Problem to solve =>
Would you count the lines below that contain the string "RoaringBitmap" and reply with that number only?

__________________________________________________

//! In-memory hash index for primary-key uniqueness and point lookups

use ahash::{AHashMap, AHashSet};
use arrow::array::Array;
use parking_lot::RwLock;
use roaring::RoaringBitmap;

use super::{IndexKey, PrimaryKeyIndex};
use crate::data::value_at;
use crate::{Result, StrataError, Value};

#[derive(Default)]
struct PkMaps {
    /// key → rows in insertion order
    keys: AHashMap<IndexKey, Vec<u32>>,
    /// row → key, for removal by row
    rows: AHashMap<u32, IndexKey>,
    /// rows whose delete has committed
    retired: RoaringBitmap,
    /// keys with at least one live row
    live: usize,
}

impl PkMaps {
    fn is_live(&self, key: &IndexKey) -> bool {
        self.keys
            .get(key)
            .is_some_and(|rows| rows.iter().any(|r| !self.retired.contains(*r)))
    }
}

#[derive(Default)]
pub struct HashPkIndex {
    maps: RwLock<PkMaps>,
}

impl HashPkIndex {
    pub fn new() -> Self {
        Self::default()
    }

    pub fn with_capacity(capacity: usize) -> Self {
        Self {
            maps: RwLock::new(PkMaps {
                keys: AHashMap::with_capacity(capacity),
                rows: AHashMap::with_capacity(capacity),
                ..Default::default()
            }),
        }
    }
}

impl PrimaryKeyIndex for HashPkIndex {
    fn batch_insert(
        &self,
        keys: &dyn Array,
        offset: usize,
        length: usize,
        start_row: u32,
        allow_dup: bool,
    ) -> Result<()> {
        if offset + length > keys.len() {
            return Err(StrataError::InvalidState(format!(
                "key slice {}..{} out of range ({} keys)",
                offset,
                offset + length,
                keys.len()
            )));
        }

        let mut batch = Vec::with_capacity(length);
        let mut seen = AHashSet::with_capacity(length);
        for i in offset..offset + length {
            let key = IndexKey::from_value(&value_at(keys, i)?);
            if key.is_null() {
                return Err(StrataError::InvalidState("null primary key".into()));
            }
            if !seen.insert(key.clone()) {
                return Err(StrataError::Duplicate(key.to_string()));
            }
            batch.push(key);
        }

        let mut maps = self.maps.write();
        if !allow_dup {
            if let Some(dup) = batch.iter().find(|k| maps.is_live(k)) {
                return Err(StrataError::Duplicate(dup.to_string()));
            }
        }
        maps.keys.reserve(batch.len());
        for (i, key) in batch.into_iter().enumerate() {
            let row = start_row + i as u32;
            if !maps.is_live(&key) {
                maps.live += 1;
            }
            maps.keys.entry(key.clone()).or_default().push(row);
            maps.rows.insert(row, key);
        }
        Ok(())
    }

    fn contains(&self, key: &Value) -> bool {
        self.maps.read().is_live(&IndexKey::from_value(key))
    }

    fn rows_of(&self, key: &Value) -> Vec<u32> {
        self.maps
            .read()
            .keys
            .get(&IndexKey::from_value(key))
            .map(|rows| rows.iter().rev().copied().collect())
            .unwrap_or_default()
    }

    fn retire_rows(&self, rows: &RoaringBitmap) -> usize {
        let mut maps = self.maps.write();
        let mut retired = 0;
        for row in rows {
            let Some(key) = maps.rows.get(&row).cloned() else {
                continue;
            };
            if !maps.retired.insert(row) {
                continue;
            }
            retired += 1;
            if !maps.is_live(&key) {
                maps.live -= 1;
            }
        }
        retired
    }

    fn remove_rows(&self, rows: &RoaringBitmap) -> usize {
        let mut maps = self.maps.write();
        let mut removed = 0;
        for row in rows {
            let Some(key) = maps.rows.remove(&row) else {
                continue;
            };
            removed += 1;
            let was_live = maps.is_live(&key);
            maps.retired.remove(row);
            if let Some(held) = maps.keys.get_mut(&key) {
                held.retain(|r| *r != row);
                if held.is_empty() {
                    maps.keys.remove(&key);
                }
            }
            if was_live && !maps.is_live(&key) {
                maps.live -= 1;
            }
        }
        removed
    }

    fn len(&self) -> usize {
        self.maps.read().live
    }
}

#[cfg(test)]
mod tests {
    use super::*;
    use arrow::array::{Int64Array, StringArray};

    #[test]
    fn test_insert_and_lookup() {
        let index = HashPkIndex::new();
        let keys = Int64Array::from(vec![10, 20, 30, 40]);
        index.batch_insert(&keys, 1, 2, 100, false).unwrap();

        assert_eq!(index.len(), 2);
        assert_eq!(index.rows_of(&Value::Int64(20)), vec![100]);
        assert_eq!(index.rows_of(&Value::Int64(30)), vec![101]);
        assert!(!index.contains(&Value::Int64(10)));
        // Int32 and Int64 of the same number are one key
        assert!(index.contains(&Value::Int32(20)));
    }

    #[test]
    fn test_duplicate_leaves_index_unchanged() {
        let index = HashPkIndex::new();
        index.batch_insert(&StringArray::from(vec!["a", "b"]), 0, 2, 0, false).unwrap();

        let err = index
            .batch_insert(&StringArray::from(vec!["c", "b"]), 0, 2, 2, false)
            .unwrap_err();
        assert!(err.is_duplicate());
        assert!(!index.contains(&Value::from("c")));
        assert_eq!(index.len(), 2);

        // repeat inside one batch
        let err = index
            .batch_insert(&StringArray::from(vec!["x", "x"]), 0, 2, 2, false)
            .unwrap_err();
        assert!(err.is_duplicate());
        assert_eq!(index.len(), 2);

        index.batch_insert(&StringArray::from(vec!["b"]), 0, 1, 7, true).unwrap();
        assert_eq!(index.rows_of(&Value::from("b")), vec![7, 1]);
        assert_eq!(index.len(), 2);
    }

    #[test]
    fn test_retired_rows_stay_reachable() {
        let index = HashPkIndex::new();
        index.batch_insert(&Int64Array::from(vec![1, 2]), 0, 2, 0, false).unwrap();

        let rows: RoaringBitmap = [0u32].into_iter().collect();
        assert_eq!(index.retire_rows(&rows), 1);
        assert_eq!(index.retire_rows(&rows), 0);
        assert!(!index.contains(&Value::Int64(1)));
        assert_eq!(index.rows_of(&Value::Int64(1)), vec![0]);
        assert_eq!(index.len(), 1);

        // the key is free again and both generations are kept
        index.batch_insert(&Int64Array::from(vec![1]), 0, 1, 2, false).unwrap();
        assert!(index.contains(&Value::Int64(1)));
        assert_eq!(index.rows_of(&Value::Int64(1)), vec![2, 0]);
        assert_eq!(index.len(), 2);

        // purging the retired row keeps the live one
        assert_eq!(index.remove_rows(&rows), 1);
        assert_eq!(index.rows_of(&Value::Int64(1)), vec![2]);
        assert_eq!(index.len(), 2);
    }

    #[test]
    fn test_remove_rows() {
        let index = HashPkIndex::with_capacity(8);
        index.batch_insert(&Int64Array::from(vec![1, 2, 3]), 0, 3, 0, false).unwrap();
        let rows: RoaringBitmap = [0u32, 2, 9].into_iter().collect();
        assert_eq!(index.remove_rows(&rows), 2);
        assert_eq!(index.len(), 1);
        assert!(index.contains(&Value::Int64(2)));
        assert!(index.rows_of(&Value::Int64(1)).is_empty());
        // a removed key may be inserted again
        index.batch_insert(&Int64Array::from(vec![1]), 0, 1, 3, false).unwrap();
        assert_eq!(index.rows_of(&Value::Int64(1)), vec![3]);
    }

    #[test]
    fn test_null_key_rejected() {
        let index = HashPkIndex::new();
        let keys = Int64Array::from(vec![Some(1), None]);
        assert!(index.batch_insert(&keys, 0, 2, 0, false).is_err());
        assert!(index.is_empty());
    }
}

__________________________________________________

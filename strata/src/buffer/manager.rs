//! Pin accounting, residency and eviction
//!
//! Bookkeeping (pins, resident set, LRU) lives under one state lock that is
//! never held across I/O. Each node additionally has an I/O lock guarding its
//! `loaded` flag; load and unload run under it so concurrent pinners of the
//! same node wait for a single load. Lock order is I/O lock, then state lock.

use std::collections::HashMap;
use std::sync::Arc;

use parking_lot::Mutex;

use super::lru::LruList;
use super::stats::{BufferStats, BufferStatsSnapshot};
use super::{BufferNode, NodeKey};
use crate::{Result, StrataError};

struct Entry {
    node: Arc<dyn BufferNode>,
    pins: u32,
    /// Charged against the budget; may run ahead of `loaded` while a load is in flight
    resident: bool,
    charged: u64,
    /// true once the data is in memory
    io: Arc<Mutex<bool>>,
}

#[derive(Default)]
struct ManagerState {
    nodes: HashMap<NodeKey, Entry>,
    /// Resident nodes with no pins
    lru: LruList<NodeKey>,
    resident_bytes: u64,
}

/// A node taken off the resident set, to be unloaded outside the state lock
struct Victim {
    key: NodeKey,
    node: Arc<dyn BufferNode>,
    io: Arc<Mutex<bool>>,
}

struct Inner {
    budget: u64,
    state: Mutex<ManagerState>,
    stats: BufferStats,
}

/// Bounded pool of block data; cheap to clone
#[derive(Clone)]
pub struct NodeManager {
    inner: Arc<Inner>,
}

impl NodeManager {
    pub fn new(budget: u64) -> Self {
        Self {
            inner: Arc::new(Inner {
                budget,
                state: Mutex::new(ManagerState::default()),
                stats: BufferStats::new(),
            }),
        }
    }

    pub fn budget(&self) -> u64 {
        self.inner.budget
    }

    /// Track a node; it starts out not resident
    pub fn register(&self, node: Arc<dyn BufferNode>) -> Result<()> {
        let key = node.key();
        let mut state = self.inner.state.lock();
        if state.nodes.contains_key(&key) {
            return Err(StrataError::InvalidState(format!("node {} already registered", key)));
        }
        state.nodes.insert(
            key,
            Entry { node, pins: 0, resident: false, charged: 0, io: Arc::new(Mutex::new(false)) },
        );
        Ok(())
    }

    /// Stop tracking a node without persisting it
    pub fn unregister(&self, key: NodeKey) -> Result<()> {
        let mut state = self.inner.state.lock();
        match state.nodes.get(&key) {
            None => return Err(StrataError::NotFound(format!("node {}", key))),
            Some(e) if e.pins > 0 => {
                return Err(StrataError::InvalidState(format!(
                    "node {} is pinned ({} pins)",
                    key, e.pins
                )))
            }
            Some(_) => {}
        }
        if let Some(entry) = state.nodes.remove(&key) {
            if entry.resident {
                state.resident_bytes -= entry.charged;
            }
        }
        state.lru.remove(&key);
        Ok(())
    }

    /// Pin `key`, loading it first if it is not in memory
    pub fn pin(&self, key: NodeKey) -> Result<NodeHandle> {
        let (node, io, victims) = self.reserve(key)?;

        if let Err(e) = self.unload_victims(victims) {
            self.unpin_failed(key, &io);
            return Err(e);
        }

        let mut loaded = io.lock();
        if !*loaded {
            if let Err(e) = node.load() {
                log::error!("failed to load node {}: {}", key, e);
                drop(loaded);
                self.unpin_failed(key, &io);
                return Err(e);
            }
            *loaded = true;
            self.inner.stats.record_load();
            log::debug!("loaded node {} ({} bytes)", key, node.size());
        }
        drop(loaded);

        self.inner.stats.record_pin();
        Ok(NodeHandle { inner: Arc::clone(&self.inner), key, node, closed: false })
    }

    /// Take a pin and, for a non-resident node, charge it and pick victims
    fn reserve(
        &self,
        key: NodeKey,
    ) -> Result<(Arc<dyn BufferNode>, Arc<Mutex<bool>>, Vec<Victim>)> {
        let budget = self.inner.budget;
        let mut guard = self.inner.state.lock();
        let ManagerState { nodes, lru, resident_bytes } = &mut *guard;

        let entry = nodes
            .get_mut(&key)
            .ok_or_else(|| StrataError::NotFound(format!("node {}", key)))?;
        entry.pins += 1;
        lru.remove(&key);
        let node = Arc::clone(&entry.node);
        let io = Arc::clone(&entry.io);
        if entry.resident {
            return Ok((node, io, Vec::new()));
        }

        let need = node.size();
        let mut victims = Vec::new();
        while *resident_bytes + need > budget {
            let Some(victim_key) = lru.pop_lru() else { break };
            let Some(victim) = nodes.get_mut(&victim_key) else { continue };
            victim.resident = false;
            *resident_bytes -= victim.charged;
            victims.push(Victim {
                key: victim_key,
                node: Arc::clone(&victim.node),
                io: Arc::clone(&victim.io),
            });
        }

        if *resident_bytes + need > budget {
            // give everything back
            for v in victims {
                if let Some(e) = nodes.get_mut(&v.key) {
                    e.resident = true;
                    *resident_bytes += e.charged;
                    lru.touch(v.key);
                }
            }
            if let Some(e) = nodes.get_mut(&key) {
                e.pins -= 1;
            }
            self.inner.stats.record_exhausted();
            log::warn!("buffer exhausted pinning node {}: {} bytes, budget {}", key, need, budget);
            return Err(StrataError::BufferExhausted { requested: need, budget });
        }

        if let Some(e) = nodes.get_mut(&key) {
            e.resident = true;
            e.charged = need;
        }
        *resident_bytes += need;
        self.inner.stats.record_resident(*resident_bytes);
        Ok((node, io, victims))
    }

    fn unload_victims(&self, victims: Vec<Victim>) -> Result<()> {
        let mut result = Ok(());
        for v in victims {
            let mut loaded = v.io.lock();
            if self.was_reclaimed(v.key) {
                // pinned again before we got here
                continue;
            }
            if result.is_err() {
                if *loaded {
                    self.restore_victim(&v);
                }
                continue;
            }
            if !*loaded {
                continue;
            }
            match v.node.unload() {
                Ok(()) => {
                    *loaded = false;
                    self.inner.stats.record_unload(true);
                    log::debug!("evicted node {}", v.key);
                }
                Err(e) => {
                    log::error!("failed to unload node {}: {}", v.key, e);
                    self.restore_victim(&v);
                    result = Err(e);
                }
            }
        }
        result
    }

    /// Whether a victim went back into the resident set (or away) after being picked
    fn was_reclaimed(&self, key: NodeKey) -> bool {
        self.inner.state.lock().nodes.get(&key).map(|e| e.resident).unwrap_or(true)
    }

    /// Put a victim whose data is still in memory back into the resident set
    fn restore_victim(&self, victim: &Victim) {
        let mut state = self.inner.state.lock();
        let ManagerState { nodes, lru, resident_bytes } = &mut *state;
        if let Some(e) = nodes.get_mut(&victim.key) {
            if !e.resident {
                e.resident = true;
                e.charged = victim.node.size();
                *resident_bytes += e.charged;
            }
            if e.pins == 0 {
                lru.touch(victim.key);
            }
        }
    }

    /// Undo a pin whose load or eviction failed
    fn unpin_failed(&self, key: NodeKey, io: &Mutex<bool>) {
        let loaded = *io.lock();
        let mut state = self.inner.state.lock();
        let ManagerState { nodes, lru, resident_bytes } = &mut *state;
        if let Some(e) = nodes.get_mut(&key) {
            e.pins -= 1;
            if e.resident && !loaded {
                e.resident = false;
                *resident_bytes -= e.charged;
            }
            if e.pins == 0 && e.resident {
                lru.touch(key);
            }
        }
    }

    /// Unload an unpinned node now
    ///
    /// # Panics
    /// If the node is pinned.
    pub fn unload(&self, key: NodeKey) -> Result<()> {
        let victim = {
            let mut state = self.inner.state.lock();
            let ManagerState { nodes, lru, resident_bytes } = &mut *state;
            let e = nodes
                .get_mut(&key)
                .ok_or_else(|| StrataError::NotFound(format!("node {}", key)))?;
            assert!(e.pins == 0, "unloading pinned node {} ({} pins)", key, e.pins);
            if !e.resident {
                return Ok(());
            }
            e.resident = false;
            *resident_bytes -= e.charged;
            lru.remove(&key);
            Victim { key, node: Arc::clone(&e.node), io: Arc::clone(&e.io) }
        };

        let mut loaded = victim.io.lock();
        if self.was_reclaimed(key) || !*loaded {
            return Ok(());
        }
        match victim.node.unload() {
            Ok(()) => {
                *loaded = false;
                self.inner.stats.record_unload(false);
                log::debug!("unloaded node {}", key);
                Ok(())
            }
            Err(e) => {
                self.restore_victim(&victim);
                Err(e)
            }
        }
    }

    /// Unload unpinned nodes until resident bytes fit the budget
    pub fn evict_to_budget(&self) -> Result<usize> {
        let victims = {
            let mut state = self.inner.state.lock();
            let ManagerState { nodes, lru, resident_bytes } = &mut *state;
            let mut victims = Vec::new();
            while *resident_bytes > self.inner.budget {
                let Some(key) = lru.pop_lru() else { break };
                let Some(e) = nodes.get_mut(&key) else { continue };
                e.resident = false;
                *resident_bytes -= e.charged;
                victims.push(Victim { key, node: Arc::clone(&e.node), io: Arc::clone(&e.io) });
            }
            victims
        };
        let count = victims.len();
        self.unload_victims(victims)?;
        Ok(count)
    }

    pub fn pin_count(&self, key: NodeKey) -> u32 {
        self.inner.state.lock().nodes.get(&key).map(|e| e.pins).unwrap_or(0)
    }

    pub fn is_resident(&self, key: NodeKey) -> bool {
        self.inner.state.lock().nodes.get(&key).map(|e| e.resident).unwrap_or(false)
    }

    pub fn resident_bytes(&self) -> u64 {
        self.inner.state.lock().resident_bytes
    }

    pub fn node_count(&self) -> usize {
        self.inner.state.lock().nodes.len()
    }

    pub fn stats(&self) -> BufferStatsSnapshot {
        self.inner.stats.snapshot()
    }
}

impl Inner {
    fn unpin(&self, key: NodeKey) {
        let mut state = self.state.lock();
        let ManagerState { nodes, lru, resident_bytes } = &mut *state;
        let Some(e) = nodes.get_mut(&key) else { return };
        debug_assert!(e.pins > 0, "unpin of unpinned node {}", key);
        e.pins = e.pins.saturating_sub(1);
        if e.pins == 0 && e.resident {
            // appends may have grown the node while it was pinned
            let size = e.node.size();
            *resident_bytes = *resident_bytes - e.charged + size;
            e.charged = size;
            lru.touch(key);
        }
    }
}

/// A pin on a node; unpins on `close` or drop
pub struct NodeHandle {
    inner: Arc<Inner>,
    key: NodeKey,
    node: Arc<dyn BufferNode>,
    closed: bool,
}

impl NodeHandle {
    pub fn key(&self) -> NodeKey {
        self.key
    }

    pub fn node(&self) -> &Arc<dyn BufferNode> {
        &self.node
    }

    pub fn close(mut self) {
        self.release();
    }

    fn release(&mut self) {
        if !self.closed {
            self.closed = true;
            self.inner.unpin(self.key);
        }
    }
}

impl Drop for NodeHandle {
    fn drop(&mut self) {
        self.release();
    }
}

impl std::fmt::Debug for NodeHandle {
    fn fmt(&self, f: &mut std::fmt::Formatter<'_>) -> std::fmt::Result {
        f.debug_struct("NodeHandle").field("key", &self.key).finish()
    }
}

__________________________________________________

Written response =>
6